# I have tomatoes.



## biobacon (Aug 20, 2012)

I saw my first tomatoes today. How cool is that? Yesterday My family did a two mile hike. Were doing better.


----------



## Grimm (Sep 5, 2012)

I have a few tomatoes starting to grow. Its neat seeing these little balls of yummy form.

Sounds like you had a fun hike.


----------



## swjohnsey (Jan 21, 2013)

My first tomato plants have about played out. I ordered some heirloom tomato seed off ebay and started some. No plants yet but I plan to start a few every couple of weeks so I will have a continueing supply. It is hot as hell here so tomato plants do best when planted where they don't get full sun.


----------



## UncleJoe (Jan 11, 2009)

I have a few tomatoes too.
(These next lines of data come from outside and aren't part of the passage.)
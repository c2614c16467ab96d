//! UDP transport for binding probes.
//!
//! Each probe owns a fresh connected socket for its whole lifetime, so a
//! late response from an earlier probe can never reach a later one. The
//! retransmission discipline follows RFC 3489 section 9.3: start at
//! 100 ms, double up to 1.6 s, give up after nine sends.

use std::net::SocketAddr;
use std::time::Duration;

use tokio::net::UdpSocket;
use tokio::time::{timeout_at, Instant};
use tracing::{debug, trace, warn};

use crate::addr;
use crate::error::{StunError, StunResult};
use crate::protocol::{
    hex_dump, Attribute, Packet, RfcMode, TransactionId, BINDING_REQUEST, MAX_MESSAGE_SIZE,
};

/// SOFTWARE attribute value sent with every probe.
pub const DEFAULT_SOFTWARE: &str = "TestClient01";

/// Fixed transaction id used for all probes. Sound only because every
/// probe opens its own socket; an implementation that reuses sockets
/// must randomize this and match responses against it.
pub const PROBE_TRANSACTION_ID: [u8; 12] = [
    0x01, 0x02, 0x03, 0x04, 0x05, 0x06, 0x07, 0x08, 0x09, 0x10, 0x11, 0x12,
];

/// Client configuration, fixed for the lifetime of a [`StunClient`].
#[derive(Debug, Clone)]
pub struct ClientConfig {
    /// Default server transport address, `"ip:port"` or `"[ip]:port"`.
    pub server: String,

    /// SOFTWARE attribute value.
    pub software: String,

    /// Padding discipline for built and parsed packets.
    pub mode: RfcMode,

    /// First retransmission timeout (RFC 3489: 100 ms).
    pub initial_rto_ms: u64,

    /// Ceiling for the doubled timeout (RFC 3489: 1600 ms).
    pub max_rto_ms: u64,

    /// Total send attempts before the probe counts as unanswered
    /// (RFC 3489: 9).
    pub max_attempts: u32,

    /// Undecodable datagrams tolerated per exchange before the probe is
    /// abandoned. Caps the starvation path where a noisy source keeps
    /// the read loop busy forever.
    pub max_invalid_datagrams: u32,
}

impl Default for ClientConfig {
    fn default() -> Self {
        Self {
            server: String::new(),
            software: DEFAULT_SOFTWARE.to_string(),
            mode: RfcMode::default(),
            initial_rto_ms: 100,
            max_rto_ms: 1600,
            max_attempts: 9,
            max_invalid_datagrams: 50,
        }
    }
}

impl ClientConfig {
    /// Configuration with RFC 3489 timing and the given default server.
    pub fn new(server: impl Into<String>) -> Self {
        Self {
            server: server.into(),
            ..Self::default()
        }
    }
}

/// Outcome of one probe: where the socket was bound, and the response
/// if one arrived before the retry budget ran out.
#[derive(Debug, Clone)]
pub struct Probe {
    /// Canonical transport string of the local socket.
    pub local: String,

    /// Decoded response, `None` on timeout.
    pub response: Option<Packet>,
}

impl Probe {
    pub fn received(&self) -> bool {
        self.response.is_some()
    }
}

/// STUN client issuing binding probes against one server.
pub struct StunClient {
    config: ClientConfig,
}

impl StunClient {
    /// Validate the configured server address and build a client.
    pub fn new(config: ClientConfig) -> StunResult<Self> {
        addr::split_transport(&config.server)?;
        Ok(Self { config })
    }

    pub fn config(&self) -> &ClientConfig {
        &self.config
    }

    /// Send a BINDING request (SOFTWARE + FINGERPRINT) to `dest`, or to
    /// the default server when `dest` is `None`.
    pub async fn binding_probe(&self, dest: Option<&str>) -> StunResult<Probe> {
        let packet = self.build_request(None)?;
        let dest = dest.unwrap_or(&self.config.server);
        self.exchange(dest, packet).await
    }

    /// Send a BINDING request carrying a CHANGE-REQUEST attribute to the
    /// default server. The change-port flag is always set; `change_ip`
    /// additionally asks the server to answer from its alternate IP.
    pub async fn change_request_probe(&self, change_ip: bool) -> StunResult<Probe> {
        let packet = self.build_request(Some(change_ip))?;
        self.exchange(&self.config.server, packet).await
    }

    /// Run one request/response exchange with retransmission.
    ///
    /// `Ok(None)` means the retry budget ran out with no decodable
    /// response. Datagrams that fail to parse are dropped without
    /// consuming the budget; only timeouts do.
    pub async fn send_request(
        &self,
        socket: &UdpSocket,
        request: &Packet,
    ) -> StunResult<Option<Packet>> {
        let wire = request.to_bytes();
        trace!("request\n{}", hex_dump(&wire));

        let max_rto = Duration::from_millis(self.config.max_rto_ms);
        let mut rto = Duration::from_millis(self.config.initial_rto_ms);
        let mut invalid = 0u32;
        let mut buf = vec![0u8; MAX_MESSAGE_SIZE];

        for attempt in 1..=self.config.max_attempts {
            socket.send(&wire).await?;
            let deadline = Instant::now() + rto;

            loop {
                match timeout_at(deadline, socket.recv(&mut buf)).await {
                    Ok(Ok(count)) => match Packet::from_bytes(&buf[..count], self.config.mode) {
                        Ok(response) => {
                            trace!("response\n{}", hex_dump(&buf[..count]));
                            debug!("received\n{response}");
                            return Ok(Some(response));
                        }
                        Err(err) => {
                            invalid += 1;
                            debug!(%err, "dropping undecodable datagram");
                            if invalid > self.config.max_invalid_datagrams {
                                warn!("too many undecodable datagrams, abandoning probe");
                                return Ok(None);
                            }
                        }
                    },
                    Ok(Err(err)) => return Err(err.into()),
                    Err(_) => {
                        debug!(
                            attempt,
                            timeout_ms = rto.as_millis() as u64,
                            "timeout exceeded, retrying"
                        );
                        break;
                    }
                }
            }

            rto = (rto * 2).min(max_rto);
        }

        Ok(None)
    }

    fn build_request(&self, change_ip: Option<bool>) -> StunResult<Packet> {
        let mode = self.config.mode;
        let mut packet = Packet::new(mode);
        packet.set_type(BINDING_REQUEST);
        packet.set_transaction_id(TransactionId::from_bytes(PROBE_TRANSACTION_ID));
        packet.add_attribute(Attribute::software(&self.config.software, mode)?);
        if let Some(change_ip) = change_ip {
            packet.add_attribute(Attribute::change_request(change_ip, true, mode)?);
        }
        let fingerprint = Attribute::fingerprint(&packet)?;
        packet.add_attribute(fingerprint);
        Ok(packet)
    }

    async fn exchange(&self, dest: &str, request: Packet) -> StunResult<Probe> {
        addr::split_transport(dest)?;
        let target: SocketAddr = dest
            .parse()
            .map_err(|_| StunError::MalformedAddress(dest.to_string()))?;

        let socket = if target.is_ipv4() {
            UdpSocket::bind("0.0.0.0:0").await?
        } else {
            UdpSocket::bind("[::]:0").await?
        };
        socket.connect(target).await?;
        let local = addr::socket_transport(&socket.local_addr()?);

        debug!(%dest, %local, "sending binding request\n{request}");
        let response = self.send_request(&socket, &request).await?;
        Ok(Probe { local, response })
    }
}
They're about the size of a quarter. I always enjoy the anticipation of that first tomato. :factor10:


----------



## Wanderer0101 (Nov 8, 2011)

I've been picking for three weeks. Three kinds of cherry and eight kinds of regular size. I am having trouble keeping up to be honest. I do really like the black and purple varieties.


----------



## biobacon (Aug 20, 2012)

Wanderer0101 said:


> I've been picking for three weeks. Three kinds of cherry and eight kinds of regular size. I am having trouble keeping up to be honest. I do really like the black and purple varieties.


Good for you, next year maybe that will be me. These are my first ones so Im kinda jazzed about them. Last year was my first garden, peas and carrots. This year we have 3 kinds of maters, peppers, two kinds of cucumbers, rubarb, green beans, and peas. Next year we go even bigger, but Im learning as I go.


----------



## Grimm (Sep 5, 2012)

I found a few more tiny ones on my plants.


----------



## LilRedHen (Aug 28, 2011)

biobacon said:


> Good for you, next year maybe that will be me. These are my first ones so Im kinda jazzed about them. Last year was my first garden, peas and carrots. This year we have 3 kinds of maters, peppers, two kinds of cucumbers, rubarb, green beans, and peas. Next year we go even bigger, but Im learning as I go.


I have been harvesting my rhubarb for a few weeks now. Do you like Rhubarb?


----------